Electrospun PCL scaffolds have been widely used for tissue engineering as they have shown great potential to mimic the structure of the natural extracellular matrix (ECM). However, the small pore size and low bioactivity of the scaffolds limit cell migration and tissue formation. In this study, PCL (polycaprolactone), PCL/PEG (polyethylene glycol), and PCL/PEG/ATP (nano-attapulgite) scaffolds were fabricated via electrospinning. To increase the porosity of the scaffolds, they were washed to remove water-soluble PEG fibers. Then the porous structure was measured using scanning electron microscopy (SEM) and atomic force microscopy (AFM), which showed an increased porosity when PEG fibers were removed in PCL/PEG and PCL/PEG/ATP scaffolds. Moreover, the mechanical properties were also analyzed in dry and wet conditions. In vitro mouse multipotent mesenchymal precursor cells were used to assess the biocompatibility of the scaffolds, and osteogenesis was analyzed using CCK-8 and real-time PCR (RT-PCR) methods. Moreover, in vivo μCT, histological and immunohistochemical analyses were conducted to evaluate new bone formation in rat cranium defect models.

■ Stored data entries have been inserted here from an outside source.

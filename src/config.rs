//! Process wide configuration
//!
//! Configuration is read once, the first time anything asks for it. Invalid
//! values never abort rendering, they are replaced with defaults and reported
//! with a warning.
use std::{env, fmt, str::FromStr, sync::OnceLock};

/// Prefix of all environment variables recognized by [`Config::from_env`]
pub const ENV_PREFIX: &str = "SCANBLEND_";

/// Transfer function between encoded channel values and linear light
#[derive(Debug, Clone, Copy, PartialEq)]
#[cfg_attr(feature = "serde", derive(serde::Serialize, serde::Deserialize))]
#[cfg_attr(feature = "serde", serde(rename_all = "snake_case"))]
pub enum GammaMode {
    /// Exact piecewise sRGB curve
    Srgb,
    /// Plain power law `linear = encoded ^ gamma`
    Power(f64),
}

impl Default for GammaMode {
    fn default() -> Self {
        Self::Srgb
    }
}

/// Transfer function between linear luminance and perceptual lightness
#[derive(Debug, Clone, Copy, PartialEq)]
#[cfg_attr(feature = "serde", derive(serde::Serialize, serde::Deserialize))]
#[cfg_attr(feature = "serde", serde(rename_all = "snake_case"))]
pub enum LumaMode {
    /// CIE L* curve (cube root with a linear segment near black)
    CieLightness,
    /// Plain power law `luminance = lightness ^ gamma`
    Power(f64),
}

impl Default for LumaMode {
    fn default() -> Self {
        Self::CieLightness
    }
}

/// Blending implementation used by the compositor
#[derive(Debug, Clone, Copy, PartialEq, Eq, Hash, Default)]
#[cfg_attr(feature = "serde", derive(serde::Serialize, serde::Deserialize))]
#[cfg_attr(feature = "serde", serde(rename_all = "snake_case"))]
pub enum BlendTier {
    /// Per-pixel exact correction, reference implementation
    Exact,
    /// Table driven correction with quantized luminance buckets
    #[default]
    Standard,
    /// Constant color blending with run caching
    Fast,
}

#[derive(Debug, Clone, PartialEq)]
#[cfg_attr(feature = "serde", derive(serde::Serialize, serde::Deserialize))]
#[cfg_attr(feature = "serde", serde(default))]
pub struct Config {
    /// Channel transfer function used by gamma tables
    pub gamma: GammaMode,
    /// Luminance to lightness transfer function
    pub luma: LumaMode,
    /// Strength of the contrast correction in `[0, 1]`
    pub contrast: f64,
    /// log2 of subpixel positions along x axis
    pub subpixel_lg_x: u32,
    /// log2 of subpixel positions along y axis
    pub subpixel_lg_y: u32,
    /// log2 of tile size
    pub tile_lg: u32,
    /// Blend in linear light instead of encoded space
    pub gamma_correct: bool,
    /// Enable contrast correction of coverage
    pub contrast_fix: bool,
    /// Enable luminance preservation of blended pixels
    pub lum_fix: bool,
    /// Use legacy blending without lookup tables
    pub legacy_blend: bool,
    /// Blending implementation tier
    pub blend_tier: BlendTier,
}

impl Default for Config {
    fn default() -> Self {
        Self {
            gamma: GammaMode::Srgb,
            luma: LumaMode::CieLightness,
            contrast: 0.5,
            subpixel_lg_x: 3,
            subpixel_lg_y: 3,
            tile_lg: 5,
            gamma_correct: true,
            contrast_fix: true,
            lum_fix: false,
            legacy_blend: false,
            blend_tier: BlendTier::Standard,
        }
    }
}

pub const MIN_GAMMA: f64 = 0.1;
/// Steeper curves collapse dark 8-bit codes to the same 16-bit linear value
pub const MAX_GAMMA: f64 = 2.4;
pub const MAX_LUMA_GAMMA: f64 = 5.0;
pub const MAX_SUBPIXEL_LG: u32 = 8;
pub const MIN_TILE_LG: u32 = 3;
pub const MAX_TILE_LG: u32 = 8;

impl Config {
    /// Replace invalid values with defaults, returns corrected config and list of errors
    pub fn validated(self) -> (Self, Vec<ConfigError>) {
        let default = Self::default();
        let mut errors = Vec::new();
        let mut config = self;

        if let GammaMode::Power(gamma) = config.gamma {
            if !(MIN_GAMMA..=MAX_GAMMA).contains(&gamma) {
                errors.push(ConfigError::out_of_range("gamma", gamma, "0.1..=2.4"));
                config.gamma = default.gamma;
            }
        }
        if let LumaMode::Power(gamma) = config.luma {
            if !(MIN_GAMMA..=MAX_LUMA_GAMMA).contains(&gamma) {
                errors.push(ConfigError::out_of_range("luma", gamma, "0.1..=5.0"));
                config.luma = default.luma;
            }
        }
        if !(0.0..=1.0).contains(&config.contrast) {
            errors.push(ConfigError::out_of_range("contrast", config.contrast, "0..=1"));
            config.contrast = default.contrast;
        }
        if config.subpixel_lg_x > MAX_SUBPIXEL_LG {
            errors.push(ConfigError::out_of_range(
                "subpixel_lg_x",
                config.subpixel_lg_x,
                "0..=8",
            ));
            config.subpixel_lg_x = default.subpixel_lg_x;
        }
        if config.subpixel_lg_y > MAX_SUBPIXEL_LG {
            errors.push(ConfigError::out_of_range(
                "subpixel_lg_y",
                config.subpixel_lg_y,
                "0..=8",
            ));
            config.subpixel_lg_y = default.subpixel_lg_y;
        }
        if !(MIN_TILE_LG..=MAX_TILE_LG).contains(&config.tile_lg) {
            errors.push(ConfigError::out_of_range("tile_lg", config.tile_lg, "3..=8"));
            config.tile_lg = default.tile_lg;
        }

        for error in errors.iter() {
            tracing::warn!("[config] {}, using default", error);
        }
        (config, errors)
    }

    /// Read configuration from `SCANBLEND_*` environment variables
    ///
    /// Unparsable values are reported and replaced with defaults.
    pub fn from_env() -> (Self, Vec<ConfigError>) {
        Self::from_lookup(|key| env::var(format!("{}{}", ENV_PREFIX, key)).ok())
    }

    /// Build configuration from a key lookup function (keys without prefix)
    pub fn from_lookup<F>(lookup: F) -> (Self, Vec<ConfigError>)
    where
        F: Fn(&str) -> Option<String>,
    {
        let mut config = Self::default();
        let mut errors = Vec::new();

        fn parse_into<T: FromStr>(
            lookup: &dyn Fn(&str) -> Option<String>,
            key: &'static str,
            target: &mut T,
            errors: &mut Vec<ConfigError>,
        ) {
            if let Some(value) = lookup(&key.to_ascii_uppercase()) {
                match value.trim().parse() {
                    Ok(parsed) => *target = parsed,
                    Err(_) => errors.push(ConfigError::InvalidValue { key, value }),
                }
            }
        }

        parse_into(&lookup, "gamma", &mut config.gamma, &mut errors);
        parse_into(&lookup, "luma", &mut config.luma, &mut errors);
        parse_into(&lookup, "contrast", &mut config.contrast, &mut errors);
        parse_into(&lookup, "subpixel_lg_x", &mut config.subpixel_lg_x, &mut errors);
        parse_into(&lookup, "subpixel_lg_y", &mut config.subpixel_lg_y, &mut errors);
        parse_into(&lookup, "tile_lg", &mut config.tile_lg, &mut errors);
        parse_into(&lookup, "gamma_correct", &mut config.gamma_correct, &mut errors);
        parse_into(&lookup, "contrast_fix", &mut config.contrast_fix, &mut errors);
        parse_into(&lookup, "lum_fix", &mut config.lum_fix, &mut errors);
        parse_into(&lookup, "legacy_blend", &mut config.legacy_blend, &mut errors);
        parse_into(&lookup, "blend_tier", &mut config.blend_tier, &mut errors);

        for error in errors.iter() {
            tracing::warn!("[config] {}, using default", error);
        }
        let (config, more) = config.validated();
        errors.extend(more);
        (config, errors)
    }

    /// Parse configuration from JSON, missing fields are filled with defaults
    #[cfg(feature = "serde")]
    pub fn from_json(json: &str) -> Result<(Self, Vec<ConfigError>), ConfigError> {
        let config: Config = serde_json::from_str(json)?;
        Ok(config.validated())
    }

    /// Number of subpixel samples along x axis
    pub fn subpixel_positions_x(&self) -> u32 {
        1 << self.subpixel_lg_x
    }

    /// Number of subpixel samples along y axis
    pub fn subpixel_positions_y(&self) -> u32 {
        1 << self.subpixel_lg_y
    }

    /// Size of the square tile in pixels
    pub fn tile_size(&self) -> usize {
        1 << self.tile_lg
    }
}

static CONFIG: OnceLock<Config> = OnceLock::new();

/// Install process wide configuration
///
/// Must be called before the first render, otherwise configuration is already
/// fixed and provided one is returned back as an error.
pub fn install(config: Config) -> Result<(), Config> {
    let (config, _) = config.validated();
    CONFIG.set(config)
}

/// Process wide configuration, initialized from environment on first access
pub fn config() -> &'static Config {
    CONFIG.get_or_init(|| {
        let (config, _) = Config::from_env();
        tracing::debug!(?config, "[config] loaded");
        config
    })
}

impl FromStr for GammaMode {
    type Err = ConfigError;

    fn from_str(value: &str) -> Result<Self, Self::Err> {
        if value.eq_ignore_ascii_case("srgb") {
            return Ok(Self::Srgb);
        }
        value
            .parse()
            .map(Self::Power)
            .map_err(|_| ConfigError::invalid("gamma", value))
    }
}

impl FromStr for LumaMode {
    type Err = ConfigError;

    fn from_str(value: &str) -> Result<Self, Self::Err> {
        if value.eq_ignore_ascii_case("cie") || value.eq_ignore_ascii_case("cie_lightness") {
            return Ok(Self::CieLightness);
        }
        value
            .parse()
            .map(Self::Power)
            .map_err(|_| ConfigError::invalid("luma", value))
    }
}

impl FromStr for BlendTier {
    type Err = ConfigError;

    fn from_str(value: &str) -> Result<Self, Self::Err> {
        match value.to_ascii_lowercase().as_str() {
            "exact" => Ok(Self::Exact),
            "standard" => Ok(Self::Standard),
            "fast" => Ok(Self::Fast),
            _ => Err(ConfigError::invalid("blend_tier", value)),
        }
    }
}

#[derive(Debug)]
pub enum ConfigError {
    /// Value can not be parsed
    InvalidValue { key: &'static str, value: String },
    /// Value is parsed but outside of accepted range
    OutOfRange {
        key: &'static str,
        value: String,
        expected: &'static str,
    },
    #[cfg(feature = "serde")]
    Json(serde_json::Error),
}

impl ConfigError {
    fn invalid(key: &'static str, value: &str) -> Self {
        Self::InvalidValue {
            key,
            value: value.to_string(),
        }
    }

    fn out_of_range(key: &'static str, value: impl fmt::Display, expected: &'static str) -> Self {
        Self::OutOfRange {
            key,
            value: value.to_string(),
            expected,
        }
    }

    /// Configuration key this error refers to
    pub fn key(&self) -> &'static str {
        match self {
            Self::InvalidValue { key, .. } => key,
            Self::OutOfRange { key, .. } => key,
            #[cfg(feature = "serde")]
            Self::Json(_) => "json",
        }
    }
}

impl fmt::Display for ConfigError {
    fn fmt(&self, f: &mut fmt::Formatter<'_>) -> fmt::Result {
        match self {
            Self::InvalidValue { key, value } => {
                write!(f, "invalid value for {}: {:?}", key, value)
            }
            Self::OutOfRange {
                key,
                value,
                expected,
            } => write!(f, "{} = {} is out of range {}", key, value, expected),
            #[cfg(feature = "serde")]
            Self::Json(error) => write!(f, "{}", error),
        }
    }
}

impl std::error::Error for ConfigError {}

#[cfg(feature = "serde")]
impl From<serde_json::Error> for ConfigError {
    fn from(error: serde_json::Error) -> Self {
        Self::Json(error)
    }
}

Washed PCL/PEG/ATP scaffolds were implanted into the cranium defects in rats for 4 or 8 weeks, better cell infiltration was observed in these scaffolds than in unwashed ones. The result demonstrated that washed PCL/PEG/ATP scaffold facilitated the differentiation of MSCs into osteoblasts compared with PCL scaffold, as proved by the increased expression of osteogenic key genes as well as Smad1, Smad4, and Smad5. Furthermore, in vivo studies demonstrated that using the ATP-doped electrospun PCL scaffold can improve the bone regeneration of rat cranium defects. Particularly, the PCL/ATP-30% scaffold has the best effect compared to the other scaffolds. The enhanced osteogenesis and bone repair were related to the PCL/ATP activated BMP/Smad signaling pathway.